Pip and Mr. Pocket discuss what kinds of things Pip should learn about. Apparently, Pip doesn’t really have to go to school. Jaggers thinks that Pip just needs to learn enough to get by in life.
Mr. Pocket is good people. He’s smart and honest and kind. He gives the OK for Herbert and Pip to live together.
Pip wants to buy his own furniture. However, he needs dough. He visits Mr. Jaggers, and, after a rousing conversation involving multiplication and other math guessing games, Pip receives twenty pounds. Sweet.
After Wemmick gives Pip his money, he takes him on a tour of the office. Pip sees the other clerks in action (they look kind of weird), and then he sees the scary casts/sculpture-thingies again. He asks Wemmick the story behind said sculptures. The casts portray two criminals who were sentenced to death: one for murder and the other for forging wills. Immediately after the men were killed, the casts were made of their faces. So basically, Jaggers has fine artwork in his office portraying of two faces frozen in the agony of their death. How delightful!
Wemmick shows Pip the jewels that these criminals gave him on the eve of their deaths.

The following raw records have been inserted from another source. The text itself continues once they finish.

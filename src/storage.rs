use std::collections::BTreeMap;
use std::collections::HashMap;
use std::fs;
use std::io;
use std::path::{Path, PathBuf};
use std::sync::Arc;

use async_trait::async_trait;
use parking_lot::Mutex;
use tracing::warn;

use crate::errors::{AppError, AppResult};

/// Host key-value storage capability.
#[async_trait]
pub trait KeyValueStore: Send + Sync {
    async fn get(&self, key: &str) -> AppResult<Option<String>>;
    async fn set(&self, key: &str, value: &str) -> AppResult<()>;
    async fn remove(&self, key: &str) -> AppResult<()>;
}

#[derive(Clone, Default)]
pub struct MemoryStore {
    entries: Arc<Mutex<HashMap<String, String>>>,
}

impl MemoryStore {
    pub fn new() -> Self {
        Self::default()
    }

    pub fn with_entries<I, K, V>(entries: I) -> Self
    where
        I: IntoIterator<Item = (K, V)>,
        K: Into<String>,
        V: Into<String>,
    {
        let store = Self::new();
        {
            let mut map = store.entries.lock();
            for (key, value) in entries {
                map.insert(key.into(), value.into());
            }
        }
        store
    }

    pub fn snapshot(&self) -> HashMap<String, String> {
        self.entries.lock().clone()
    }
}

#[async_trait]
impl KeyValueStore for MemoryStore {
    async fn get(&self, key: &str) -> AppResult<Option<String>> {
        Ok(self.entries.lock().get(key).cloned())
    }

    async fn set(&self, key: &str, value: &str) -> AppResult<()> {
        self.entries.lock().insert(key.to_string(), value.to_string());
        Ok(())
    }

    async fn remove(&self, key: &str) -> AppResult<()> {
        self.entries.lock().remove(key);
        Ok(())
    }
}

/// Key-value store persisted as one pretty-printed JSON object on disk.
#[derive(Clone)]
pub struct JsonFileStore {
    path: PathBuf,
    guard: Arc<Mutex<()>>,
}

impl JsonFileStore {
    pub fn new(path: impl Into<PathBuf>) -> Self {
        Self {
            path: path.into(),
            guard: Arc::new(Mutex::new(())),
        }
    }

    pub fn in_dir(data_dir: &Path) -> Self {
        Self::new(store_path(data_dir))
    }

    pub fn path(&self) -> &Path {
        &self.path
    }

    fn load(&self) -> AppResult<BTreeMap<String, String>> {
        match fs::read_to_string(&self.path) {
            Ok(contents) => match serde_json::from_str(&contents) {
                Ok(entries) => Ok(entries),
                Err(err) => {
                    warn!(
                        target: "storage",
                        error = ?err,
                        path = %self.path.display(),
                        "failed to parse store file; starting empty"
                    );
                    Ok(BTreeMap::new())
                }
            },
            Err(err) if err.kind() == io::ErrorKind::NotFound => Ok(BTreeMap::new()),
            Err(err) => Err(AppError::Io(err)),
        }
    }

    fn persist(&self, entries: &BTreeMap<String, String>) -> AppResult<()> {
        if let Some(parent) = self.path.parent() {
            fs::create_dir_all(parent)?;
        }
        let serialized = serde_json::to_string_pretty(entries)?;
        fs::write(&self.path, serialized)?;
        Ok(())
    }
}

#[async_trait]
impl KeyValueStore for JsonFileStore {
    async fn get(&self, key: &str) -> AppResult<Option<String>> {
        let _lock = self.guard.lock();
        Ok(self.load()?.remove(key))
    }

    async fn set(&self, key: &str, value: &str) -> AppResult<()> {
        let _lock = self.guard.lock();
        let mut entries = self.load()?;
        entries.insert(key.to_string(), value.to_string());
        self.persist(&entries)
    }

    async fn remove(&self, key: &str) -> AppResult<()> {
        let _lock = self.guard.lock();
        let mut entries = self.load()?;
        if entries.remove(key).is_some() {
            self.persist(&entries)?;
        }
        Ok(())
    }
}

pub fn store_path(data_dir: &Path) -> PathBuf {
    data_dir.join("storage.json")
}

#[cfg(test)]
mod tests {
    use super::*;
    use tempfile::tempdir;

    #[tokio::test]
    async fn json_store_persists_across_instances() {
        let dir = tempdir().unwrap();
        let store = JsonFileStore::in_dir(dir.path());
        assert_eq!(store.get("pinned_objects").await.unwrap(), None);

        store.set("pinned_objects", "[]").await.unwrap();
        let reopened = JsonFileStore::in_dir(dir.path());
        assert_eq!(
            reopened.get("pinned_objects").await.unwrap().as_deref(),
            Some("[]")
        );

        reopened.remove("pinned_objects").await.unwrap();
        assert_eq!(store.get("pinned_objects").await.unwrap(), None);
    }

    #[tokio::test]
    async fn corrupt_store_reads_as_empty() {
        let dir = tempdir().unwrap();
        let path = store_path(dir.path());
        fs::write(&path, "not json").unwrap();

        let store = JsonFileStore::new(&path);
        assert_eq!(store.get("anything").await.unwrap(), None);
        store.set("anything", "value").await.unwrap();
        assert_eq!(store.get("anything").await.unwrap().as_deref(), Some("value"));
    }
}
impl SortPreference {
    pub fn from_key(key: &str) -> Option<Self> {
        match key {
            "name" => Some(Self::Name),
            "created_date" => Some(Self::CreatedDate),
            "last_modified_date" => Some(Self::LastModifiedDate),
            "last_opened_date" => Some(Self::LastOpenedDate),
            _ => None,
        }
    }

    pub fn key(&self) -> &'static str {
        match self {
            Self::Name => "name",
            Self::CreatedDate => "created_date",
            Self::LastModifiedDate => LAST_MODIFIED_DATE_KEY,
            Self::LastOpenedDate => "last_opened_date",
        }
    }

    /// Property whose date backs the list-row date accessory. Name sorting
    /// keeps the modification date as its secondary signal.
    pub fn date_key(&self) -> &'static str {
        match self {
            Self::Name => LAST_MODIFIED_DATE_KEY,
            other => other.key(),
        }
    }

    pub fn date_label(&self) -> &'static str {
        match self {
            Self::CreatedDate => "Created Date",
            Self::LastOpenedDate => "Last Opened Date",
            Self::Name | Self::LastModifiedDate => "Last Modified Date",
        }
    }

    pub fn short_label(&self) -> &'static str {
        match self {
            Self::CreatedDate => "Created",
            Self::LastOpenedDate => "Opened",
            Self::Name | Self::LastModifiedDate => "Modified",
        }
    }

    pub fn direction(&self) -> SortDirection {
        match self {
            Self::Name => SortDirection::Asc,
            _ => SortDirection::Desc,
        }
    }
}

// ---------------------------------------------------------------------------
// Members
// ---------------------------------------------------------------------------

#[derive(Debug, Clone, Copy, PartialEq, Eq, Serialize, Deserialize)]
#[serde(rename_all = "snake_case")]
pub enum MemberStatus {
    Joining,
    Active,
    Removed,
    Declined,
    Removing,
    Canceled,
}

#[derive(Debug, Clone, Copy, PartialEq, Eq, Serialize, Deserialize)]
#[serde(rename_all = "snake_case")]
pub enum MemberRole {
    Viewer,
    Editor,
    Owner,
    NoPermission,
}

#[derive(Debug, Clone, Deserialize)]
pub struct RawMember {
    pub id: String,
    #[serde(default)]
    pub name: String,
    #[serde(default, deserialize_with = "lenient_icon")]
    pub icon: Option<ObjectIcon>,
    #[serde(default)]
    pub identity: String,
    #[serde(default)]
    pub global_name: String,
    pub status: MemberStatus,
    pub role: MemberRole,
}

#[derive(Debug, Clone, PartialEq, Serialize)]
pub struct Member {
    pub id: String,
    pub name: String,
    pub icon: DisplayIcon,
    pub identity: String,
    pub global_name: String,
    pub status: MemberStatus,
    pub role: MemberRole,
}

// ---------------------------------------------------------------------------
// Spaces
// ---------------------------------------------------------------------------

#[derive(Debug, Clone, Deserialize)]
pub struct RawSpace {
    pub id: String,
    #[serde(default)]
    pub name: String,
    #[serde(default, deserialize_with = "lenient_icon")]
    pub icon: Option<ObjectIcon>,
    #[serde(default)]
    pub description: String,
    #[serde(default)]
    pub gateway_url: String,
    #[serde(default)]
    pub network_id: String,
}

#[derive(Debug, Clone, PartialEq, Serialize)]
pub struct Space {
    pub id: String,
    pub name: String,
    pub icon: DisplayIcon,
    pub description: String,
    pub gateway_url: String,
    pub network_id: String,
}

// ---------------------------------------------------------------------------
// Tags & properties
// ---------------------------------------------------------------------------

#[derive(Debug, Clone, PartialEq, Serialize, Deserialize)]
pub struct RawTag {
    pub id: String,
    #[serde(default)]
    pub key: String,
    #[serde(default)]
    pub name: String,
    #[serde(default)]
    pub color: String,
}

#[derive(Debug, Clone, PartialEq, Serialize)]
pub struct Tag {
    pub id: String,
    pub key: String,
    pub name: String,
    /// Hex colour, or the raw colour name when it has no table entry.
    pub color: String,
}

#[derive(Debug, Clone, PartialEq, Eq, Serialize)]
#[serde(rename_all = "snake_case")]
pub enum PropertyFormat {
    Text,
    Number,
    Select,
    MultiSelect,
    Date,
    Files,
    Checkbox,
    Url,
    Email,
    Phone,
    Objects,
    #[serde(untagged)]
    Other(String),
}

impl PropertyFormat {
    pub fn parse(value: &str) -> Self {
        match value {
            "text" => Self::Text,
            "number" => Self::Number,
            "select" => Self::Select,
            "multi_select" => Self::MultiSelect,
            "date" => Self::Date,
            "files" => Self::Files,
            "checkbox" => Self::Checkbox,
            "url" => Self::Url,
            "email" => Self::Email,
            "phone" => Self::Phone,
            "objects" => Self::Objects,
            other => Self::Other(other.to_string()),
        }
    }

    pub fn as_str(&self) -> &str {
        match self {
            Self::Text => "text",
            Self::Number => "number",
            Self::Select => "select",
            Self::MultiSelect => "multi_select",
            Self::Date => "date",
            Self::Files => "files",
            Self::Checkbox => "checkbox",
            Self::Url => "url",
            Self::Email => "email",
            Self::Phone => "phone",
            Self::Objects => "objects",
            Self::Other(other) => other,
        }
    }
}

/// Property definition without a value, as listed per space or per type.
#[derive(Debug, Clone, Deserialize)]
pub struct RawProperty {
    pub id: String,
    #[serde(default)]
    pub key: String,
    #[serde(default)]
    pub name: String,
    pub format: String,
}

#[derive(Debug, Clone, PartialEq, Serialize)]
pub struct Property {
    pub id: String,
    pub key: String,
    pub name: String,
    pub format: PropertyFormat,
}

/// Property carrying a value. The wire shape keeps every value slot
/// optional; `format` says which one is meaningful.
#[derive(Debug, Clone, Default, Serialize, Deserialize)]
pub struct RawPropertyWithValue {
    pub id: String,
    #[serde(default)]
    pub key: String,
    #[serde(default)]
    pub name: String,
    pub format: String,
    #[serde(default, skip_serializing_if = "Option::is_none")]
    pub text: Option<String>,
    #[serde(default, skip_serializing_if = "Option::is_none")]
    pub number: Option<f64>,
    #[serde(default, skip_serializing_if = "Option::is_none")]
    pub select: Option<RawTag>,
    #[serde(default, skip_serializing_if = "Option::is_none")]
    pub multi_select: Option<Vec<RawTag>>,
    #[serde(default, skip_serializing_if = "Option::is_none")]
    pub date: Option<String>,
    #[serde(default, skip_serializing_if = "Option::is_none")]
    pub files: Option<Vec<String>>,
    #[serde(default, skip_serializing_if = "Option::is_none")]
    pub checkbox: Option<bool>,
    #[serde(default, skip_serializing_if = "Option::is_none")]
    pub url: Option<String>,
    #[serde(default, skip_serializing_if = "Option::is_none")]
    pub email: Option<String>,
    #[serde(default, skip_serializing_if = "Option::is_none")]
    pub phone: Option<String>,
    #[serde(default, skip_serializing_if = "Option::is_none")]
    pub objects: Option<Vec<String>>,
}

/// A property value keyed by its format. Each variant carries only the slot
/// that format uses.
#[derive(Debug, Clone, PartialEq)]
pub enum PropertyValue {
    Text(String),
    Number(f64),
    Select(Option<Tag>),
    MultiSelect(Vec<Tag>),
    Date(String),
    Files(Vec<String>),
    Checkbox(bool),
    Url(String),
    Email(String),
    Phone(String),
    Objects(Vec<String>),
    Unknown { format: String },
}

impl PropertyValue {
    pub fn format(&self) -> PropertyFormat {
        match self {
            Self::Text(_) => PropertyFormat::Text,
            Self::Number(_) => PropertyFormat::Number,
            Self::Select(_) => PropertyFormat::Select,
            Self::MultiSelect(_) => PropertyFormat::MultiSelect,
            Self::Date(_) => PropertyFormat::Date,
            Self::Files(_) => PropertyFormat::Files,
            Self::Checkbox(_) => PropertyFormat::Checkbox,
            Self::Url(_) => PropertyFormat::Url,
            Self::Email(_) => PropertyFormat::Email,
            Self::Phone(_) => PropertyFormat::Phone,
            Self::Objects(_) => PropertyFormat::Objects,
            Self::Unknown { format } => PropertyFormat::Other(format.clone()),
        }
    }
}

#[derive(Debug, Clone, PartialEq)]
pub struct PropertyWithValue {
    pub id: String,
    pub key: String,
    pub name: String,
    pub value: PropertyValue,
}

impl PropertyWithValue {
    pub fn format(&self) -> PropertyFormat {
        self.value.format()
    }

    pub fn date(&self) -> Option<&str> {
        match &self.value {
            PropertyValue::Date(value) if !value.is_empty() => Some(value),
            _ => None,
        }
    }

    pub fn tags(&self) -> &[Tag] {
        match &self.value {
            PropertyValue::MultiSelect(tags) => tags,
            _ => &[],
        }
    }

    /// Rebuilds the flat wire record. Select values are written back as the
    /// tag record the API sent.
    pub fn to_raw(&self) -> RawPropertyWithValue {
        let mut raw = RawPropertyWithValue {
            id: self.id.clone(),
            key: self.key.clone(),
            name: self.name.clone(),
            format: self.format().as_str().to_string(),
            ..Default::default()
        };
        match &self.value {
            PropertyValue::Text(value) => raw.text = Some(value.clone()),
            PropertyValue::Number(value) => raw.number = Some(*value),
            PropertyValue::Select(tag) => raw.select = tag.as_ref().map(tag_to_raw),
            PropertyValue::MultiSelect(tags) => {
                raw.multi_select = Some(tags.iter().map(tag_to_raw).collect())
            }
            PropertyValue::Date(value) => raw.date = Some(value.clone()),
            PropertyValue::Files(value) => raw.files = Some(value.clone()),
            PropertyValue::Checkbox(value) => raw.checkbox = Some(*value),
            PropertyValue::Url(value) => raw.url = Some(value.clone()),
            PropertyValue::Email(value) => raw.email = Some(value.clone()),
            PropertyValue::Phone(value) => raw.phone = Some(value.clone()),
            PropertyValue::Objects(value) => raw.objects = Some(value.clone()),
            PropertyValue::Unknown { .. } => {}
        }
        raw
    }

    /// Body fragment accepted by create/update endpoints, where select
    /// values are referenced by tag id.
    pub fn to_request(&self) -> serde_json::Value {
        let mut body = serde_json::Map::new();
        body.insert("key".into(), self.key.clone().into());
        let value = match &self.value {
            PropertyValue::Text(v)
            | PropertyValue::Date(v)
            | PropertyValue::Url(v)
            | PropertyValue::Email(v)
            | PropertyValue::Phone(v) => Some(serde_json::Value::from(v.clone())),
            PropertyValue::Number(v) => Some(serde_json::Value::from(*v)),
            PropertyValue::Checkbox(v) => Some(serde_json::Value::from(*v)),
            PropertyValue::Select(tag) => tag.as_ref().map(|t| t.id.clone().into()),
            PropertyValue::MultiSelect(tags) => Some(
                tags.iter()
                    .map(|t| serde_json::Value::from(t.id.clone()))
                    .collect(),
            ),
            PropertyValue::Files(v) | PropertyValue::Objects(v) => {
                Some(v.iter().cloned().map(serde_json::Value::from).collect())
            }
            PropertyValue::Unknown { .. } => None,
        };
        if let Some(value) = value {
            body.insert(self.format().as_str().to_string(), value);
        }
        serde_json::Value::Object(body)
    }
}

fn tag_to_raw(tag: &Tag) -> RawTag {
    RawTag {
        id: tag.id.clone(),
        key: tag.key.clone(),
        name: tag.name.clone(),
        color: tag.color.clone(),
    }
}

// ---------------------------------------------------------------------------
// Types & objects
// ---------------------------------------------------------------------------

#[derive(Debug, Clone, Deserialize)]
pub struct RawType {
    pub id: String,
    #[serde(default)]
    pub key: String,
    #[serde(default)]
    pub name: String,
    #[serde(default)]
    pub plural_name: String,
    #[serde(default, deserialize_with = "lenient_icon")]
    pub icon: Option<ObjectIcon>,
    #[serde(default)]
    pub layout: ObjectLayout,
    #[serde(default)]
    pub archived: bool,
    #[serde(default)]
    pub properties: Vec<RawProperty>,
}
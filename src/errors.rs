use std::io;

use reqwest::{Response, StatusCode};
use thiserror::Error;
use tracing::debug;

pub type AppResult<T> = Result<T, AppError>;

pub const CONNECTION_ERROR_MESSAGE: &str =
    "Can't connect to API. Please ensure Anytype is running and reachable.";

const RATE_LIMIT_MESSAGE: &str = "Rate limit exceeded. Please try again later.";
const FORBIDDEN_MESSAGE: &str = "Operation not permitted.";
const NOT_FOUND_MESSAGE: &str = "Resource not found.";
const GONE_MESSAGE: &str = "Resource has been deleted.";

#[derive(Debug, Error)]
pub enum AppError {
    #[error("{message}")]
    Api { status: u16, message: String },
    #[error("{}", CONNECTION_ERROR_MESSAGE)]
    Connection,
    #[error(transparent)]
    Http(reqwest::Error),
    #[error("{0}")]
    Mapping(String),
    #[error("{0}")]
    Storage(String),
    #[error(transparent)]
    Io(#[from] io::Error),
    #[error(transparent)]
    Keychain(#[from] keyring::Error),
    #[error(transparent)]
    Json(#[from] serde_json::Error),
    #[error("{0}")]
    Config(String),
    #[error("invalid input: {0}")]
    InvalidInput(String),
}

impl AppError {
    /// Numeric HTTP status for API failures.
    pub fn status(&self) -> Option<u16> {
        match self {
            AppError::Api { status, .. } => Some(*status),
            AppError::Http(err) => err.status().map(|s| s.as_u16()),
            _ => None,
        }
    }

    pub fn is_connection(&self) -> bool {
        matches!(self, AppError::Connection)
    }

    pub fn is_missing(&self) -> bool {
        matches!(self.status(), Some(404) | Some(410))
    }
}

impl From<reqwest::Error> for AppError {
    fn from(err: reqwest::Error) -> Self {
        if err.is_connect() || err.is_timeout() {
            debug!(?err, "request failed before reaching the API");
            AppError::Connection
        } else {
            AppError::Http(err)
        }
    }
}

/// Maps a non-2xx outcome to an [`AppError::Api`].
///
/// Returns `None` for success codes. The body is only consulted for the
/// generic branch and is appended when present and non-empty.
pub fn classify_status(status: u16, status_text: &str, body: Option<&str>) -> Option<AppError> {
    if (200..300).contains(&status) {
        return None;
    }
    Some(status_error(status, status_text, body))
}

fn status_error(status: u16, status_text: &str, body: Option<&str>) -> AppError {
    let message = match status {
        429 => RATE_LIMIT_MESSAGE.to_string(),
        403 => FORBIDDEN_MESSAGE.to_string(),
        404 => NOT_FOUND_MESSAGE.to_string(),
        410 => GONE_MESSAGE.to_string(),
        _ => {
            let mut message = format!("API request failed: [{status}] {status_text}");
            if let Some(text) = body.map(str::trim).filter(|text| !text.is_empty()) {
                message.push(' ');
                message.push_str(text);
            }
            message
        }
    };

    AppError::Api { status, message }
}

/// Passes successful responses through and converts everything else into a
/// typed failure. A body that cannot be read is dropped from the message.
pub async fn check_response_error(response: Response) -> AppResult<Response> {
    let status = response.status();
    if status.is_success() {
        return Ok(response);
    }

    let body = if needs_body(status) {
        match response.text().await {
            Ok(text) => Some(text),
            Err(err) => {
                debug!(?err, status = status.as_u16(), "unable to read error body");
                None
            }
        }
    } else {
        None
    };

    let status_text = status.canonical_reason().unwrap_or_default();
    Err(status_error(status.as_u16(), status_text, body.as_deref()))
}

fn needs_body(status: StatusCode) -> bool {
    !matches!(status.as_u16(), 403 | 404 | 410 | 429)
}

Apparently, the criminals in London really like to suck up to Wemmick and to give him all kinds of cool trinkets.
Wemmick is an advocate of "portable property" (2.24.41), that is, stuff that you can carry around with you or that you can easily grab when moving to Switzerland on a moment’s notice.
Wemmick tells Pip he is welcome to come have dinner at his house whenever. He warns Pip that Jaggers will be inviting him to his place soon too. While Jaggers will provide delicious wine, his maid, Molly, is a little strange. Keep your eye on her, says Wemmick.
Finally, the two boys head over to the courthouse to see Mr. Jaggers in action. He’s has everyone in court is scared stiff. He’s a powerful man.